Task to complete |
Search the data for the word "filename". Reproduce every line where it is found.

Provided data |
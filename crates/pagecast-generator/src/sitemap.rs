//! Sitemap generation.
//!
//! Generates an XML sitemap for the pages built in one run.

use std::{fs, io::Write, path::Path};

use chrono::NaiveDate;
use thiserror::Error;
use tracing::{debug, info};

/// Sitemap generation errors.
#[derive(Debug, Error)]
pub enum SitemapError {
    /// IO error.
    #[error("IO error: {0}")]
    Io(#[from] std::io::Error),
}

/// Result type for sitemap operations.
pub type Result<T> = std::result::Result<T, SitemapError>;

/// Sitemap generator.
#[derive(Debug, Clone, Copy)]
pub struct SitemapGenerator {
    lastmod: NaiveDate,
}

impl SitemapGenerator {
    /// Create a generator stamping every entry with `lastmod`.
    #[must_use]
    pub fn new(lastmod: NaiveDate) -> Self {
        Self { lastmod }
    }

    /// Create a generator stamped with today's local date.
    #[must_use]
    pub fn today() -> Self {
        Self::new(chrono::Local::now().date_naive())
    }

    /// Generate sitemap XML for the given URLs, in order.
    #[must_use]
    pub fn generate(&self, urls: &[String]) -> String {
        debug!(count = urls.len(), "generating sitemap");

        let lastmod = self.lastmod.format("%Y-%m-%d").to_string();
        let mut xml = String::from(r#"<?xml version="1.0" encoding="UTF-8"?>"#);
        xml.push('\n');
        xml.push_str(r#"<urlset xmlns="http://www.sitemaps.org/schemas/sitemap/0.9">"#);
        xml.push('\n');

        for url in urls {
            xml.push_str("  <url>\n");
            xml.push_str(&format!("    <loc>{}</loc>\n", escape_xml(url)));
            xml.push_str(&format!("    <lastmod>{lastmod}</lastmod>\n"));
            xml.push_str("  </url>\n");
        }

        xml.push_str("</urlset>\n");
        xml
    }

    /// Write sitemap to a writer.
    pub fn write_to<W: Write>(&self, urls: &[String], writer: &mut W) -> Result<()> {
        writer.write_all(self.generate(urls).as_bytes())?;
        Ok(())
    }

    /// Write `sitemap.xml` into the output directory, replacing any previous one.
    pub fn write(&self, urls: &[String], output_dir: &Path) -> Result<()> {
        let path = output_dir.join("sitemap.xml");
        let mut file = fs::File::create(&path)?;
        self.write_to(urls, &mut file)?;
        info!(path = %path.display(), count = urls.len(), "generated sitemap");
        Ok(())
    }
}

/// Escape special XML characters.
fn escape_xml(s: &str) -> String {
    s.replace('&', "&amp;")
        .replace('<', "&lt;")
        .replace('>', "&gt;")
        .replace('"', "&quot;")
        .replace('\'', "&apos;")
}
//! Settings management.
//!
//! Settings are layered from an optional TOML file and the process
//! environment. Keys mirror the environment names, lowercased
//! (`SITE_BASE_URL` in the environment, `site_base_url` in the file).

use std::{collections::HashMap, path::Path};

use serde::Deserialize;

use crate::error::{CoreError, Result};

/// Raw settings as read from the file and environment.
///
/// Blank values are treated as absent by the accessors.
#[derive(Debug, Clone, Default, Deserialize)]
pub struct Settings {
    /// Public base URL of the generated site.
    #[serde(default)]
    pub site_base_url: Option<String>,

    /// Telegram group link used as the call-to-action target.
    #[serde(default)]
    pub tg_group_url: Option<String>,

    /// Site index title.
    #[serde(default)]
    pub site_title: Option<String>,

    /// Bot API token.
    #[serde(default)]
    pub telegram_bot_token: Option<String>,

    /// Destination channel (`@name` or numeric id).
    #[serde(default)]
    pub telegram_channel: Option<String>,

    /// Bot API root.
    #[serde(default)]
    pub telegram_api_url: Option<String>,

    #[serde(default)]
    pub openai_api_key: Option<String>,

    #[serde(default)]
    pub openai_model: Option<String>,

    #[serde(default)]
    pub openai_base_url: Option<String>,

    /// Fallback publish rate when none is given on the command line.
    #[serde(default)]
    pub default_rate_per_min: Option<f64>,
}

/// Settings required by the build phase.
#[derive(Debug, Clone)]
pub struct BuildSettings {
    pub site_base_url: String,
    pub tg_group_url: String,
    pub site_title: String,
}

/// Settings required by the publish phase.
#[derive(Debug, Clone)]
pub struct PublishSettings {
    pub bot_token: String,
    pub channel: String,
    pub api_url: String,
}

/// Settings for the generative content source.
#[derive(Debug, Clone)]
pub struct ContentSettings {
    /// `None` selects the fixed template.
    pub api_key: Option<String>,
    pub model: String,
    pub base_url: String,
}

pub const DEFAULT_SITE_TITLE: &str = "Статьи";
pub const DEFAULT_TELEGRAM_API_URL: &str = "https://api.telegram.org";
pub const DEFAULT_OPENAI_MODEL: &str = "gpt-5-nano";
pub const DEFAULT_OPENAI_BASE_URL: &str = "https://api.openai.com/v1";
pub const DEFAULT_RATE_PER_MIN: f64 = 26.0;

impl Settings {
    /// Load settings from an optional file plus the process environment.
    ///
    /// A missing file is not an error.
    pub fn load(path: Option<&Path>) -> Result<Self> {
        Self::load_with_env(path, None)
    }

    /// Load settings, reading environment values from `env` instead of the
    /// process environment when it is given.
    pub fn load_with_env(path: Option<&Path>, env: Option<HashMap<String, String>>) -> Result<Self> {
        let mut builder = config::Config::builder();

        if let Some(path) = path {
            builder = builder.add_source(config::File::from(path).required(false));
        }

        let mut environment = config::Environment::default();
        if env.is_some() {
            environment = environment.source(env);
        }

        let settings: Settings = builder
            .add_source(environment)
            .build()?
            .try_deserialize()
            .map_err(|e| CoreError::config_with_source("Failed to read settings", e))?;

        Ok(settings)
    }

    /// Validate and extract the build phase settings.
    pub fn build(&self) -> Result<BuildSettings> {
        let site_base_url = require(&self.site_base_url, "SITE_BASE_URL")?;
        let tg_group_url = require(&self.tg_group_url, "TG_GROUP_URL")?;

        if site_base_url.ends_with('/') {
            tracing::debug!("trailing slash trimmed from SITE_BASE_URL");
        }

        Ok(BuildSettings {
            site_base_url: site_base_url.trim_end_matches('/').to_string(),
            tg_group_url,
            site_title: non_blank(&self.site_title)
                .unwrap_or_else(|| DEFAULT_SITE_TITLE.to_string()),
        })
    }

    /// Validate and extract the publish phase settings.
    pub fn publish(&self) -> Result<PublishSettings> {
        Ok(PublishSettings {
            bot_token: require(&self.telegram_bot_token, "TELEGRAM_BOT_TOKEN")?,
            channel: require(&self.telegram_channel, "TELEGRAM_CHANNEL")?,
            api_url: non_blank(&self.telegram_api_url)
                .unwrap_or_else(|| DEFAULT_TELEGRAM_API_URL.to_string()),
        })
    }

    /// Extract the content source settings. Never fails.
    pub fn content(&self) -> ContentSettings {
        ContentSettings {
            api_key: non_blank(&self.openai_api_key),
            model: non_blank(&self.openai_model)
                .unwrap_or_else(|| DEFAULT_OPENAI_MODEL.to_string()),
            base_url: non_blank(&self.openai_base_url)
                .unwrap_or_else(|| DEFAULT_OPENAI_BASE_URL.to_string()),
        }
    }

    /// Publish rate used when the command line does not give one.
    pub fn default_rate(&self) -> f64 {
        self.default_rate_per_min.unwrap_or(DEFAULT_RATE_PER_MIN)
    }
}

fn non_blank(value: &Option<String>) -> Option<String> {
    value
        .as_deref()
        .map(str::trim)
        .filter(|v| !v.is_empty())
        .map(str::to_string)
}

fn require(value: &Option<String>, key: &'static str) -> Result<String> {
    non_blank(value).ok_or_else(|| CoreError::missing(key))
}
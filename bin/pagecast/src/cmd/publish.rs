//! Publish command - sends the post log to the channel

use std::path::Path;

use color_eyre::eyre::{Result, WrapErr};
use pagecast_core::{PublishSettings, Settings};
use pagecast_publisher::{
    PublishStats, Publisher, TelegramClient, period_for_rate, publish_post_log,
};

/// Publish knobs shared by the `publish` and `all` commands.
#[derive(Debug, Clone, Copy, Default)]
pub struct PublishOptions {
    /// Messages per minute; falls back to the configured default.
    pub rate: Option<f64>,
    pub limit: Option<usize>,
    pub max_retries: Option<u32>,
}

/// Run the publish command.
pub async fn run(config_path: &Path, posts: &Path, options: PublishOptions) -> Result<()> {
    let settings = super::load_settings(config_path)?;
    let publish_settings = settings.publish()?;
    execute(&settings, &publish_settings, posts, options).await?;
    Ok(())
}

/// The publish rate to use, checked before any work starts.
pub fn resolve_rate(settings: &Settings, options: &PublishOptions) -> Result<f64> {
    let rate = options.rate.unwrap_or_else(|| settings.default_rate());
    period_for_rate(rate)?;
    Ok(rate)
}

pub(crate) async fn execute(
    settings: &Settings,
    publish_settings: &PublishSettings,
    posts: &Path,
    options: PublishOptions,
) -> Result<PublishStats> {
    let rate = resolve_rate(settings, &options)?;
    tracing::info!(?posts, rate, limit = ?options.limit, "Starting publish");

    let client = TelegramClient::from_settings(publish_settings)?;
    let publisher = Publisher::new(client, &publish_settings.channel, rate)?
        .with_max_rate_limit_retries(options.max_retries);

    println!();
    let stats = publish_post_log(&publisher, posts, options.limit, |progress| {
        println!(
            "  Posted {}/{}: {}",
            progress.index, progress.total, progress.slug
        );
    })
    .await
    .wrap_err("Publish failed")?;

    println!();
    println!("  Publish completed successfully!");
    println!();
    println!("  Posts:        {}", stats.records_sent);
    println!("  Messages:     {}", stats.chunks_sent);
    println!("  Skipped:      {}", stats.skipped);
    println!("  Rate limited: {}", stats.rate_limited);
    println!();

    tracing::info!(?stats, "Publish completed successfully");

    Ok(stats)
}

#[cfg(test)]
mod tests {
    use tempfile::TempDir;

    use super::*;

    fn publish_settings() -> PublishSettings {
        PublishSettings {
            bot_token: "token".to_string(),
            channel: "@channel".to_string(),
            api_url: "http://127.0.0.1:9".to_string(),
        }
    }

    #[tokio::test]
    async fn test_invalid_rate_fails_before_sending() {
        let dir = TempDir::new().unwrap();
        let options = PublishOptions {
            rate: Some(0.0),
            ..PublishOptions::default()
        };

        let err = execute(
            &Settings::default(),
            &publish_settings(),
            &dir.path().join("posts.jsonl"),
            options,
        )
        .await
        .unwrap_err();
        assert!(err.to_string().contains("invalid publish rate"));
    }

    #[tokio::test]
    async fn test_missing_post_log_is_an_error() {
        let dir = TempDir::new().unwrap();

        let err = execute(
            &Settings::default(),
            &publish_settings(),
            &dir.path().join("typo.jsonl"),
            PublishOptions::default(),
        )
        .await
        .unwrap_err();
        assert!(
            err.chain().any(|cause| cause.to_string().contains("typo.jsonl")),
            "{err:?}"
        );
    }

    #[tokio::test]
    async fn test_empty_post_log_publishes_nothing() {
        let dir = TempDir::new().unwrap();
        let posts = dir.path().join("posts.jsonl");
        std::fs::write(&posts, "").unwrap();

        let stats = execute(
            &Settings::default(),
            &publish_settings(),
            &posts,
            PublishOptions::default(),
        )
        .await
        .unwrap();
        assert_eq!(stats, PublishStats::default());
    }

    #[test]
    fn test_resolve_rate() {
        let settings = Settings::default();
        assert_eq!(
            resolve_rate(&settings, &PublishOptions::default()).unwrap(),
            settings.default_rate()
        );

        let options = PublishOptions {
            rate: Some(f64::NAN),
            ..PublishOptions::default()
        };
        assert!(resolve_rate(&settings, &options).is_err());
    }
}
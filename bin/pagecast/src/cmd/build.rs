//! Build command - generates pages and appends to the post log

use std::path::Path;

use color_eyre::eyre::{Result, WrapErr};
use pagecast_core::{BuildSettings, Settings};
use pagecast_generator::{BuildReport, Builder, content_source_from_settings};

/// Run the build command.
///
/// Fails before touching the filesystem when a required setting is missing.
pub async fn run(
    config_path: &Path,
    csv: &Path,
    site_dir: &Path,
    posts: &Path,
    limit: Option<usize>,
) -> Result<()> {
    let settings = super::load_settings(config_path)?;
    run_with_settings(&settings, csv, site_dir, posts, limit).await?;
    Ok(())
}

/// Validate `settings`, then build.
pub async fn run_with_settings(
    settings: &Settings,
    csv: &Path,
    site_dir: &Path,
    posts: &Path,
    limit: Option<usize>,
) -> Result<BuildReport> {
    let build_settings = settings.build()?;
    execute(settings, build_settings, csv, site_dir, posts, limit).await
}

pub(crate) async fn execute(
    settings: &Settings,
    build_settings: BuildSettings,
    csv: &Path,
    site_dir: &Path,
    posts: &Path,
    limit: Option<usize>,
) -> Result<BuildReport> {
    tracing::info!(?csv, ?site_dir, ?posts, ?limit, "Starting build");

    let source = content_source_from_settings(&settings.content());
    let builder = Builder::new(build_settings, site_dir, posts).with_limit(limit);

    let report = builder
        .build(csv, source.as_ref())
        .await
        .wrap_err("Build failed")?;

    println!();
    println!("  Build completed successfully!");
    println!();
    println!("  Built:      {}", report.built.len());
    println!("  Skipped:    {}", report.skipped);
    println!("  Content:    {}", source.name());
    println!();
    println!("  Duration:   {:.2}s", report.duration_ms as f64 / 1000.0);
    println!("  Site:       {}", site_dir.display());
    println!("  Post log:   {}", posts.display());
    println!();

    tracing::info!(
        built = report.built.len(),
        skipped = report.skipped,
        duration_ms = report.duration_ms,
        "Build completed successfully"
    );

    Ok(report)
}

#[cfg(test)]
mod tests {
    use std::{collections::HashMap, fs};

    use tempfile::TempDir;

    use super::*;

    fn settings(pairs: &[(&str, &str)]) -> Settings {
        let env: HashMap<String, String> = pairs
            .iter()
            .map(|(k, v)| (k.to_string(), v.to_string()))
            .collect();
        Settings::load_with_env(None, Some(env)).unwrap()
    }

    #[tokio::test]
    async fn test_missing_setting_aborts_before_io() {
        let dir = TempDir::new().unwrap();
        let site = dir.path().join("site");
        let posts = dir.path().join("posts.jsonl");

        let err = run_with_settings(
            &settings(&[("TG_GROUP_URL", "https://t.me/group")]),
            &dir.path().join("topics.csv"),
            &site,
            &posts,
            None,
        )
        .await
        .unwrap_err();

        assert!(err.to_string().contains("SITE_BASE_URL"));
        assert!(!site.exists());
        assert!(!posts.exists());
    }

    #[tokio::test]
    async fn test_build_with_template_content() {
        let dir = TempDir::new().unwrap();
        let csv = dir.path().join("topics.csv");
        fs::write(&csv, "query\nкуда сходить вечером\n").unwrap();
        let site = dir.path().join("site");
        let posts = dir.path().join("posts.jsonl");

        let report = run_with_settings(
            &settings(&[
                ("SITE_BASE_URL", "https://example.com"),
                ("TG_GROUP_URL", "https://t.me/group"),
            ]),
            &csv,
            &site,
            &posts,
            None,
        )
        .await
        .unwrap();

        assert_eq!(report.built.len(), 1);
        assert_eq!(report.built[0].slug, "kuda-skhodit-vecherom");
        assert!(site.join("kuda-skhodit-vecherom/index.html").exists());
        assert!(posts.exists());
    }
}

Solution |
filename crates/pagecast-generator/src/sitemap.rs
filename bin/pagecast/src/cmd/publish.rs
filename bin/pagecast/src/cmd/build.rs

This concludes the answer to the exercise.